What Brickell did not talk about–or, rather, what he consistently pooh-poohed–was the fear that, in dispersing risk so widely, derivatives were transferring risk from a single institution to the entire financial system. All that hedging of derivatives–the reflecting mirror syndrome–was creating an interconnectedness among financial institutions that hadn’t existed before. If one counterparty failed, what would happen to all the institutions holding its swap contracts? What would happen if the risks weren’t properly hedged? Who kept track of the exposures major financial institutions held in their derivatives books?
In addition, derivatives also created an enormous amount of unseen–and unaccounted for–potential debt. A credit default swap is really a kind of IOU–a promise to pay a very large sum of money if something bad happens. Most of the time that promise would never have to be kept. But sometimes it would–potentially costing an institution billions of dollars it wasn’t expecting to pay out.

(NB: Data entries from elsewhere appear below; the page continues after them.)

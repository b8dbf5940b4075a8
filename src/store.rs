//! Bounded, append-only record store with at-most-once semantics per hash

use crate::proxy::models::ProxyRecord;
use std::collections::HashSet;
use std::sync::atomic::{AtomicUsize, Ordering};
use std::sync::{Arc, Mutex, MutexGuard, PoisonError};

/// Default ceiling on stored records
pub const DEFAULT_STORE_CAPACITY: usize = 1_000_000;

/// Result of merging one document's records into the store
#[derive(Debug, Default, Clone, Copy, PartialEq, Eq)]
pub struct MergeOutcome {
    /// Records appended
    pub added: usize,
    /// Records whose hash was already stored
    pub duplicates: usize,
    /// Records dropped because the store was full
    pub dropped: usize,
    /// Store size after the merge
    pub total: usize,
}

#[derive(Debug, Default)]
struct StoreInner {
    records: Vec<Arc<ProxyRecord>>,
    index: HashSet<u64>,
}

/// Globally unique proxy records in discovery order.
///
/// Records are never mutated or removed. A merge runs as one critical
/// section; readers take the lock only long enough to clone `Arc`s.
#[derive(Debug)]
pub struct RecordStore {
    capacity: usize,
    inner: Mutex<StoreInner>,
    len: AtomicUsize,
}

impl RecordStore {
    pub fn new() -> Self {
        Self::with_capacity(DEFAULT_STORE_CAPACITY)
    }

    pub fn with_capacity(capacity: usize) -> Self {
        Self {
            capacity,
            inner: Mutex::new(StoreInner::default()),
            len: AtomicUsize::new(0),
        }
    }

    pub fn capacity(&self) -> usize {
        self.capacity
    }

    /// Current size, readable without the lock
    pub fn len(&self) -> usize {
        self.len.load(Ordering::Acquire)
    }

    pub fn is_empty(&self) -> bool {
        self.len() == 0
    }

    pub fn is_full(&self) -> bool {
        self.len() >= self.capacity
    }

    pub fn contains(&self, hash: u64) -> bool {
        self.lock().index.contains(&hash)
    }

    /// Append every record whose hash is new, in order, until capacity
    pub fn merge(&self, batch: Vec<ProxyRecord>) -> MergeOutcome {
        let mut outcome = MergeOutcome::default();
        let mut inner = self.lock();

        for record in batch {
            if inner.records.len() >= self.capacity {
                outcome.dropped += 1;
                continue;
            }
            if !inner.index.insert(record.hash) {
                outcome.duplicates += 1;
                continue;
            }
            inner.records.push(Arc::new(record));
            outcome.added += 1;
        }

        outcome.total = inner.records.len();
        self.len.store(outcome.total, Ordering::Release);
        outcome
    }

    /// The first `count` records in discovery order
    pub fn snapshot(&self, count: usize) -> Vec<Arc<ProxyRecord>> {
        let inner = self.lock();
        let count = count.min(inner.records.len());
        inner.records[..count].to_vec()
    }

    /// Record at `index`, if stored
    pub fn get(&self, index: usize) -> Option<Arc<ProxyRecord>> {
        self.lock().records.get(index).cloned()
    }

    fn lock(&self) -> MutexGuard<'_, StoreInner> {
        self.inner.lock().unwrap_or_else(PoisonError::into_inner)
    }
}

impl Default for RecordStore {
    fn default() -> Self {
        Self::new()
    }
}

To deflect Washington’s concerns, in the early 1990s Weathestone chaired an international committee on derivatives that came up with a four-volume tome of best practices for derivatives. Brickell was his aide-de-camp on the project. The report, entitled “Derivatives: Practices and Principles,” impressed the bank regulators so much that some of them tried to codify the report into regulatory language. Brickell, of course, pushed back.
Brickell took care of the Commodity Futures Trading Commission, meanwhile, by simply claiming that derivatives were not futures and were therefore outside the agency’s jurisdiction. If derivatives were ruled to be futures contracts, he said, the derivatives business would immediately be destroyed. Why? Because under the law, futures had to be traded on exchanges, and derivatives didn’t trade on an exchange. What’s more, the law said that any futures contracts that did not trade on an exchange were unenforceable. So if derivatives were declared futures, every derivative contract in the world would suddenly be worthless. Therefore they couldn’t be futures.

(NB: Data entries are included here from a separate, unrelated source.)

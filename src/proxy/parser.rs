//! Proxy extraction engine
//!
//! Runs every pattern in [`PATTERNS`] over a fetched document, normalizes and
//! validates each captured triple, and returns the records that are unique
//! within that document. Merging into the shared store is the caller's job.

use crate::error::Rejection;
use crate::proxy::models::{ProxyRecord, ProxyTriple, MAX_PORT_LEN, MAX_SECRET_LEN, MIN_SECRET_LEN};
use crate::proxy::patterns::PATTERNS;
use crate::Result;
use regex::bytes::Captures;
use std::collections::HashSet;
use std::fs;
use std::path::Path;
use tokio_util::sync::CancellationToken;
use tracing::{debug, warn};

/// Default ceiling on records kept from a single document
pub const DEFAULT_BATCH_CAP: usize = 5000;

/// Raw capture ceiling for the server field (before normalization)
const MAX_RAW_SERVER_LEN: usize = 255;

/// Labels that greedy captures tend to swallow, per field
const SERVER_LABELS: &[&str] = &["server:", "host:"];
const PORT_LABELS: &[&str] = &["port:"];
const SECRET_LABELS: &[&str] = &["secret:", "key:"];

/// Outcome of running the pattern catalog over one document
#[derive(Debug, Default)]
pub struct Extraction {
    /// Unique records in discovery order (pattern order, then match order)
    pub records: Vec<ProxyRecord>,
    /// Matches discarded by length limits or validation
    pub rejected: usize,
    /// The per-document cap was hit and scanning stopped early
    pub truncated: bool,
    /// Cancellation was observed before the catalog was exhausted
    pub cancelled: bool,
}

impl Extraction {
    pub fn len(&self) -> usize {
        self.records.len()
    }

    pub fn is_empty(&self) -> bool {
        self.records.is_empty()
    }
}

/// Pattern-driven extractor for MTProto proxy triples
#[derive(Debug, Clone)]
pub struct ProxyParser {
    batch_cap: usize,
}

impl ProxyParser {
    pub fn new() -> Self {
        Self {
            batch_cap: DEFAULT_BATCH_CAP,
        }
    }

    pub fn with_batch_cap(mut self, batch_cap: usize) -> Self {
        self.batch_cap = batch_cap;
        self
    }

    pub fn batch_cap(&self) -> usize {
        self.batch_cap
    }

    /// Extract proxies from one fetched document
    ///
    /// Each pattern scans left to right; after a match the search resumes one
    /// byte past its end. Scanning stops at the end of the catalog, at the
    /// batch cap, or when `cancel` fires (checked per pattern and per match).
    pub fn extract(&self, content: &[u8], source: &str, cancel: &CancellationToken) -> Extraction {
        let mut extraction = Extraction::default();
        if content.is_empty() {
            return extraction;
        }

        debug!(source, bytes = content.len(), "parsing content");
        let mut seen = HashSet::new();

        'patterns: for (index, pattern) in PATTERNS.iter().enumerate() {
            if cancel.is_cancelled() {
                extraction.cancelled = true;
                break;
            }

            let mut offset = 0;
            let mut found = 0usize;

            while offset < content.len() {
                if extraction.records.len() >= self.batch_cap {
                    extraction.truncated = true;
                    break 'patterns;
                }
                if cancel.is_cancelled() {
                    extraction.cancelled = true;
                    break 'patterns;
                }

                let Some(caps) = pattern.captures_at(content, offset) else {
                    break;
                };
                let end = caps.get(0).map_or(content.len(), |m| m.end());

                match Self::candidate(&caps) {
                    Ok(triple) => {
                        let record = ProxyRecord::new(triple, source);
                        if seen.insert(record.hash) {
                            debug!(
                                server = %record.server,
                                port = %record.port,
                                pattern = index,
                                "found proxy"
                            );
                            extraction.records.push(record);
                            found += 1;
                        }
                    }
                    Err(_) => extraction.rejected += 1,
                }

                offset = end + 1;
            }

            if found > 0 {
                debug!(pattern = index, found, "pattern matched");
            }
        }

        if extraction.truncated {
            warn!(
                source,
                cap = self.batch_cap,
                "per-document batch cap reached, remaining matches dropped"
            );
        }

        extraction
    }

    /// Extract proxies from an in-memory string
    pub fn parse_string(&self, content: &str, source: &str) -> Vec<ProxyRecord> {
        self.extract(content.as_bytes(), source, &CancellationToken::new())
            .records
    }

    /// Extract proxies from a local file, tagging records with its path
    pub fn parse_file<P: AsRef<Path>>(&self, path: P) -> Result<Vec<ProxyRecord>> {
        let path = path.as_ref();
        let content = fs::read(path)?;
        let source = path.display().to_string();
        Ok(self
            .extract(&content, &source, &CancellationToken::new())
            .records)
    }

    /// Turn one match into a validated triple
    fn candidate(caps: &Captures<'_>) -> std::result::Result<ProxyTriple, Rejection> {
        let (Some(server), Some(port), Some(secret)) =
            (caps.name("server"), caps.name("port"), caps.name("secret"))
        else {
            return Err(Rejection::MissingCapture);
        };

        let raw_ok = (1..=MAX_RAW_SERVER_LEN).contains(&server.len())
            && (1..=MAX_PORT_LEN).contains(&port.len())
            && (MIN_SECRET_LEN..=MAX_SECRET_LEN).contains(&secret.len());
        if !raw_ok {
            return Err(Rejection::CaptureLength);
        }

        ProxyTriple::new(
            strip_labels(normalize(server.as_bytes()), SERVER_LABELS),
            strip_labels(normalize(port.as_bytes()), PORT_LABELS),
            strip_labels(normalize(secret.as_bytes()), SECRET_LABELS),
        )
    }
}

impl Default for ProxyParser {
    fn default() -> Self {
        Self::new()
    }
}

/// Keep printable ASCII only, collapse space runs, drop leading and trailing
/// spaces.
pub fn normalize(raw: &[u8]) -> String {
    let mut out = String::with_capacity(raw.len());
    let mut pending_space = false;

    for &byte in raw {
        match byte {
            b' ' => pending_space = !out.is_empty(),
            0x21..=0x7e => {
                if pending_space {
                    out.push(' ');
                    pending_space = false;
                }
                out.push(char::from(byte));
            }
            _ => {}
        }
    }

    out
}

/// Remove any of `labels` from the front of `field`, case-insensitively,
/// re-normalizing after every strip.
fn strip_labels(mut field: String, labels: &[&str]) -> String {
    for label in labels {
        while field
            .get(..label.len())
            .is_some_and(|prefix| prefix.eq_ignore_ascii_case(label))
        {
            field = normalize(field[label.len()..].as_bytes());
        }
    }
    field
}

It was a circular argument, but it worked. Shortly after the CFTC first expressed its interest in derivatives, President George H. W. Bush appointed Wendy Gramm as the agency’s chairwoman. The wife of Senator Phil Gramm, the conservative Texas Republican, she had a PhD in economics and had been a high-level appointee at the Office of Management and Budget. After talking to Greenspan, the CFTC staff–and Brickell–Gramm ruled, in 1989, that derivatives were not futures. The Wall Street Journal ran an editorial with the headline “Swaps Saved.”

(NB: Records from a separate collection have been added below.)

//! Termination signals and the bounded worker drain

use crate::stats::Statistics;
use std::time::{Duration, Instant};
use tokio::task::JoinHandle;
use tokio_util::sync::CancellationToken;
use tracing::{info, warn};

/// Interval between checks of the active-worker gauge while draining
pub const DRAIN_POLL_INTERVAL: Duration = Duration::from_secs(1);

/// Wait for SIGTERM or SIGINT
#[cfg(unix)]
pub async fn wait_for_signal() {
    use tokio::signal::unix::{signal, SignalKind};

    // Registration can fail in restricted environments
    match (
        signal(SignalKind::terminate()),
        signal(SignalKind::interrupt()),
    ) {
        (Ok(mut sigterm), Ok(mut sigint)) => {
            tokio::select! {
                _ = sigterm.recv() => info!("received SIGTERM, shutting down"),
                _ = sigint.recv() => info!("received SIGINT, shutting down"),
            }
        }
        (Err(e), _) | (_, Err(e)) => {
            warn!(error = %e, "could not register signal handlers, falling back to ctrl_c");
            if tokio::signal::ctrl_c().await.is_ok() {
                info!("received Ctrl+C, shutting down");
            }
        }
    }
}

/// Wait for Ctrl+C
#[cfg(not(unix))]
pub async fn wait_for_signal() {
    match tokio::signal::ctrl_c().await {
        Ok(()) => info!("received Ctrl+C, shutting down"),
        Err(e) => tracing::error!(error = %e, "failed to listen for Ctrl+C"),
    }
}

/// Cancel `token` on the first termination signal.
///
/// The listener also exits quietly once the token is cancelled elsewhere.
pub fn spawn_signal_listener(token: CancellationToken) -> JoinHandle<()> {
    tokio::spawn(async move {
        tokio::select! {
            _ = wait_for_signal() => token.cancel(),
            _ = token.cancelled() => {}
        }
    })
}

/// Wait until no workers are active or `timeout` elapses.
///
/// Returns `true` when the gauge reached zero.
pub async fn drain_workers(stats: &Statistics, timeout: Duration) -> bool {
    let deadline = Instant::now() + timeout;
    loop {
        let active = stats.active_workers();
        if active == 0 {
            return true;
        }
        if Instant::now() >= deadline {
            warn!(active, "drain timed out with workers still active");
            return false;
        }
        info!(active, "waiting for workers to finish");
        tokio::time::sleep(DRAIN_POLL_INTERVAL.min(timeout)).await;
    }
}

#[cfg(test)]
mod tests {
    use super::*;
    use std::sync::Arc;

    #[tokio::test]
    async fn test_drain_idle_returns_immediately() {
        let stats = Statistics::new();
        assert!(drain_workers(&stats, Duration::from_secs(5)).await);
    }

    #[tokio::test]
    async fn test_drain_times_out() {
        let stats = Statistics::new();
        stats.worker_started();
        assert!(!drain_workers(&stats, Duration::from_millis(50)).await);
    }

    #[tokio::test]
    async fn test_drain_waits_for_worker() {
        let stats = Arc::new(Statistics::new());
        stats.worker_started();

        let worker = Arc::clone(&stats);
        tokio::spawn(async move {
            tokio::time::sleep(Duration::from_millis(200)).await;
            worker.worker_finished();
        });

        assert!(drain_workers(&stats, Duration::from_secs(10)).await);
        assert_eq!(stats.active_workers(), 0);
    }

    #[tokio::test]
    async fn test_signal_listener_exits_on_cancel() {
        let token = CancellationToken::new();
        let handle = spawn_signal_listener(token.clone());
        token.cancel();
        tokio::time::timeout(Duration::from_secs(1), handle)
            .await
            .unwrap()
            .unwrap();
    }
}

Gramm’s ruling did not put the issue to rest, however. On the contrary, prior to 1989 there were almost no congressional hearings about derivatives; over the next five years, there was a blizzard of them. Legislation to reauthorize the CFTC reopened the question of whether derivatives should be regulated like futures, leading to battles that went on for years. Court decisions that ruled that derivatives were, in fact, futures contracts had to be preempted by legislation. In 1992, the president of the New York Federal Reserve, Gerald Corrigan, made a widely noticed speech about the risks posed by derivatives. “High-tech banking and finance has its place, but it’s not all that it is cracked up to be,” he said in the speech. “I hope this sounds like a warning, because it is.” The following year, a derivatives scandal broke out when two big companies, Proctor & Gamble and Gibson Greetings, lost tens of milions of dollars on swap deals. Both later sued the issuing bank, Bankers Trust, claiming they had been misled about the risks those deals posed. In Orange County, a county treasurer had boosted the county’s returns by using derivatives that Merrill Lynch had sold to him. When interest rates rose in 1994, the county lost so much money it had to file for bankruptcy.
Yet despite all the concern, the government never even came close to regulating derivatives. Brickell was relentless in his advocacy, but he had help. Shortly after mailing his speech in 1992, Corrigan left the New York Fed and joined Goldman Sachs; he was soon testifying in favor of derivatives. And Greenspan, who had a godlike status in Washington, was adamant that derivatives should be left alone. “Remedial legislation relating to derivatives is neither necessary nor desirable,” he said at one congressional hearing. “We must not lose sight of that fact that risks in the financial markets are regulated by private parties.” In other words, market discipline would take care of everything.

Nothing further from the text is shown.